Penal Code Section 36.10. NON-APPLICABLE.
(a) Sections 36.08 (Gift to Public Servant) and 36.09 (Offering Gift to Public Servant) of this code do not apply to:
(1) A fee prescribed by law to be received by a public servant or any other benefit to which the public servant is lawfully entitled or for which he gives legitimate consideration in a capacity other than as a public servant;
(2) a gift or other benefit conferred on account of kinship or a personal, professional, or business relationship independent of the official status of the recipient; or
(3) a benefit to a public servant required to file a statement under Chapter 421, Acts of the 63rd Legislature, Regular Session, 1973 (Article 6252-9b, Vernon's Texas Civil Statutes), or a report under Title 15, Election Code, that is derived from a function in honor or appreciation of the recipient if:
(A) the benefit and the source of any benefit in excess of $50 is reported in the statement; and
(B) the benefit is used solely to defray the expenses that accrue in the performance of duties or activities in connection with the office which are nonreimbursable by the state or political subdivision;
(4) a political contribution as defined by Title 15, Election Code; or
(5) a gift, award, or memento to a member of the legislative or executive branch that is required to be reported under Chapter 305, Government Code.
(b) Section 36.08 (Gift to Public Servant) of this code does not apply to food, lodging, transportation, or entertainment accepted as a guest and, if the donee is required by law to report those items, reported by the donee in accordance with that law.
(c) Section 36.09 (Offering Gift to Public Servant) of this code does not apply to food, lodging, transportation, or entertainment accepted as a guest and, if the donor is required by law to report those items, reported by the donor in accordance with that law.
1 The Attorney General is the appropriate source for advice on such matters.
2 For example, an agency that has authority to accept gifts may accept a waiver of fees for an employee to attend a seminar relevant to the employee's work for the agency.

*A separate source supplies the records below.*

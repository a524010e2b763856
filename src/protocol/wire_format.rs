//! Wire format encoding and decoding.
//!
//! Every connection carries exactly one frame:
//! ```text
//! ┌────────────┬────────────┬──────────────────┬──────────────────┐
//! │ Meta length│ Data length│ Meta             │ Data             │
//! │ 4 bytes    │ 4 bytes    │ meta length bytes│ data length bytes│
//! │ uint32 BE  │ uint32 BE  │ UTF-8 JSON       │ UTF-8 text       │
//! └────────────┴────────────┴──────────────────┴──────────────────┘
//! ```
//!
//! All multi-byte integers are Big Endian.

use crate::error::{Result, WorkerError};

/// Size of one length field in bytes.
pub const LENGTH_FIELD_SIZE: usize = 4;

/// Header size in bytes (two length fields, exactly 8).
pub const HEADER_SIZE: usize = 2 * LENGTH_FIELD_SIZE;

/// Default maximum body size (meta + data), 64 MB.
pub const DEFAULT_MAX_FRAME_SIZE: u32 = 64 * 1024 * 1024;

/// Decoded frame header.
#[derive(Debug, Clone, Copy, PartialEq, Eq)]
pub struct FrameHeader {
    /// Byte count of the metadata section.
    pub meta_length: u32,
    /// Byte count of the payload section.
    pub data_length: u32,
}

impl FrameHeader {
    /// Create a new header.
    pub fn new(meta_length: u32, data_length: u32) -> Self {
        Self {
            meta_length,
            data_length,
        }
    }

    /// Build a header for the given sections.
    ///
    /// Fails if either section does not fit a 32-bit length field.
    pub fn for_sections(meta: &[u8], data: &[u8]) -> Result<Self> {
        let meta_length = u32::try_from(meta.len()).map_err(|_| {
            WorkerError::Protocol(format!("Meta section of {} bytes is too long", meta.len()))
        })?;
        let data_length = u32::try_from(data.len()).map_err(|_| {
            WorkerError::Protocol(format!("Data section of {} bytes is too long", data.len()))
        })?;
        Ok(Self::new(meta_length, data_length))
    }

    /// Encode header to bytes (Big Endian).
    ///
    /// # Example
    ///
    /// ```
    /// use render_worker::protocol::FrameHeader;
    ///
    /// let bytes = FrameHeader::new(2, 258).encode();
    /// assert_eq!(bytes, [0, 0, 0, 2, 0, 0, 1, 2]);
    /// ```
    pub fn encode(&self) -> [u8; HEADER_SIZE] {
        let mut buf = [0u8; HEADER_SIZE];
        buf[..LENGTH_FIELD_SIZE].copy_from_slice(&self.meta_length.to_be_bytes());
        buf[LENGTH_FIELD_SIZE..].copy_from_slice(&self.data_length.to_be_bytes());
        buf
    }

    /// Decode header from bytes (Big Endian).
    ///
    /// Returns `None` if buffer is too short. Bytes past the header are ignored.
    pub fn decode(buf: &[u8]) -> Option<Self> {
        if buf.len() < HEADER_SIZE {
            return None;
        }
        Some(Self {
            meta_length: u32::from_be_bytes([buf[0], buf[1], buf[2], buf[3]]),
            data_length: u32::from_be_bytes([buf[4], buf[5], buf[6], buf[7]]),
        })
    }

    /// Combined length of meta and data sections.
    ///
    /// Computed in 64 bits so two maximal fields cannot overflow.
    #[inline]
    pub fn body_length(&self) -> u64 {
        u64::from(self.meta_length) + u64::from(self.data_length)
    }

    /// Validate declared lengths against a maximum body size.
    pub fn validate(&self, max_body_size: u32) -> Result<()> {
        let declared = self.body_length();
        if declared > u64::from(max_body_size) {
            return Err(WorkerError::FrameTooLarge {
                declared,
                max: max_body_size,
            });
        }
        Ok(())
    }
}
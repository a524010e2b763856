//! Host-side client for talking to a running worker.
//!
//! Each [`RenderClient::render`] call opens a fresh connection, writes one
//! frame and reads the reply until the worker closes the socket.
//!
//! # Example
//!
//! ```ignore
//! use render_worker::client::{RenderClient, RendererChoice};
//!
//! let client = RenderClient::new("127.0.0.1:9000".parse()?).with_global_renderer(true);
//! let html = client
//!     .render("/home", &serde_json::json!({"a": 1}), RendererChoice::Global)
//!     .await?;
//! ```

use std::io;
use std::net::SocketAddr;
use std::time::Duration;

use serde::Serialize;
use serde_json::Value;
use tokio::io::{AsyncReadExt, AsyncWriteExt};
use tokio::net::TcpStream;
use uuid::Uuid;

use crate::codec::{HydrationCodec, JsonCodec};
use crate::error::{Result, WorkerError};
use crate::protocol::{build_frame, Envelope};
use crate::worker::ERROR_PREFIX;

/// Default number of connection attempts while the worker starts up.
pub const DEFAULT_CONNECT_ATTEMPTS: u32 = 5;

/// Which renderer the worker should use.
#[derive(Debug, Clone, PartialEq, Eq)]
pub enum RendererChoice {
    /// The worker's global renderer.
    Global,
    /// A renderer registered under this name.
    Named(String),
}

/// Client for a single worker address.
#[derive(Debug, Clone)]
pub struct RenderClient {
    addr: SocketAddr,
    has_global_renderer: bool,
    connect_attempts: u32,
}

impl RenderClient {
    /// Create a client for the worker at `addr`.
    ///
    /// Assumes the worker has no global renderer until told otherwise.
    pub fn new(addr: SocketAddr) -> Self {
        Self {
            addr,
            has_global_renderer: false,
            connect_attempts: DEFAULT_CONNECT_ATTEMPTS,
        }
    }

    /// Whether the worker was started with a global renderer.
    pub fn with_global_renderer(mut self, has_global_renderer: bool) -> Self {
        self.has_global_renderer = has_global_renderer;
        self
    }

    /// Number of attempts on `ConnectionRefused` before giving up.
    pub fn connect_attempts(mut self, attempts: u32) -> Self {
        self.connect_attempts = attempts.max(1);
        self
    }

    /// Connect to the worker, retrying while it refuses connections.
    ///
    /// Attempt `n` waits `n * 3` ms first. Other errors fail immediately.
    pub async fn connect(&self) -> Result<TcpStream> {
        let mut attempt = 1;
        loop {
            if attempt > 1 {
                let delay = Duration::from_millis(u64::from(attempt) * 3);
                tracing::trace!(attempt, ?delay, "Retrying connection to worker");
                tokio::time::sleep(delay).await;
            }

            match TcpStream::connect(self.addr).await {
                Ok(stream) => {
                    tracing::trace!(addr = %self.addr, "Connected to worker");
                    return Ok(stream);
                }
                Err(e)
                    if e.kind() == io::ErrorKind::ConnectionRefused
                        && attempt < self.connect_attempts =>
                {
                    tracing::trace!(attempt, "Worker refused connection");
                    attempt += 1;
                }
                Err(e) => return Err(WorkerError::Io(e)),
            }
        }
    }

    /// Render `url` with `data` as hydration data.
    ///
    /// # Errors
    ///
    /// - `NoRendererConfigured` if `Global` is requested but the worker has none
    /// - `RenderFailed` with the worker's diagnostic on an `ERROR:` reply
    /// - `Io` on connection failures
    pub async fn render<D>(&self, url: &str, data: &D, renderer: RendererChoice) -> Result<String>
    where
        D: Serialize + ?Sized,
    {
        let frame = self.build_request(url, data, renderer)?;
        let mut stream = self.connect().await?;

        if let Err(e) = stream.write_all(&frame).await {
            // The worker may reject a frame from its header and close early;
            // its reply is still readable.
            if !matches!(
                e.kind(),
                io::ErrorKind::BrokenPipe | io::ErrorKind::ConnectionReset
            ) {
                return Err(WorkerError::Io(e));
            }
            tracing::debug!("Worker stopped reading the request: {}", e);

            let mut reply = Vec::new();
            let _ = stream.read_to_end(&mut reply).await;
            if reply.is_empty() {
                return Err(WorkerError::Io(e));
            }
            return parse_reply(reply);
        }

        let mut reply = Vec::new();
        stream.read_to_end(&mut reply).await?;

        parse_reply(reply)
    }

    /// Encode the frame for one render request.
    pub fn build_request<D>(&self, url: &str, data: &D, renderer: RendererChoice) -> Result<Vec<u8>>
    where
        D: Serialize + ?Sized,
    {
        let request_id = Uuid::new_v4();
        let mut envelope = Envelope::new(Value::String(request_id.to_string()), url);
        match renderer {
            RendererChoice::Global if !self.has_global_renderer => {
                return Err(WorkerError::NoRendererConfigured);
            }
            RendererChoice::Global => {}
            RendererChoice::Named(name) => envelope = envelope.with_renderer(name),
        }
        tracing::trace!(%request_id, url, "Building render request");

        let meta = JsonCodec::encode_envelope(&envelope)?;
        let data = HydrationCodec::encode(data)?;
        build_frame(&meta, &data)
    }
}

/// Split a worker reply into output or error.
pub fn parse_reply(reply: Vec<u8>) -> Result<String> {
    let reply = String::from_utf8(reply)
        .map_err(|e| WorkerError::Protocol(format!("Reply is not valid UTF-8: {e}")))?;

    match reply.strip_prefix(ERROR_PREFIX) {
        Some(detail) => Err(WorkerError::RenderFailed(detail.to_string())),
        None => Ok(reply),
    }
}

Acceptance of food provided at the seminar would likely be permissible since the state could pay for the employee's food in those circumstances. What is important to remember in this context is that it is not up to an individual employee to accept or reject the waiver of fees for a seminar. Rather, an employee may attend such a seminar at the direction of the appropriate supervisor.
3 The nature, value, or frequency of delivery of food or other items may lead to the conclusion that an item is a benefit.
4 This exception is not applicable to hearings examiners. Penal Code § 36.08(g).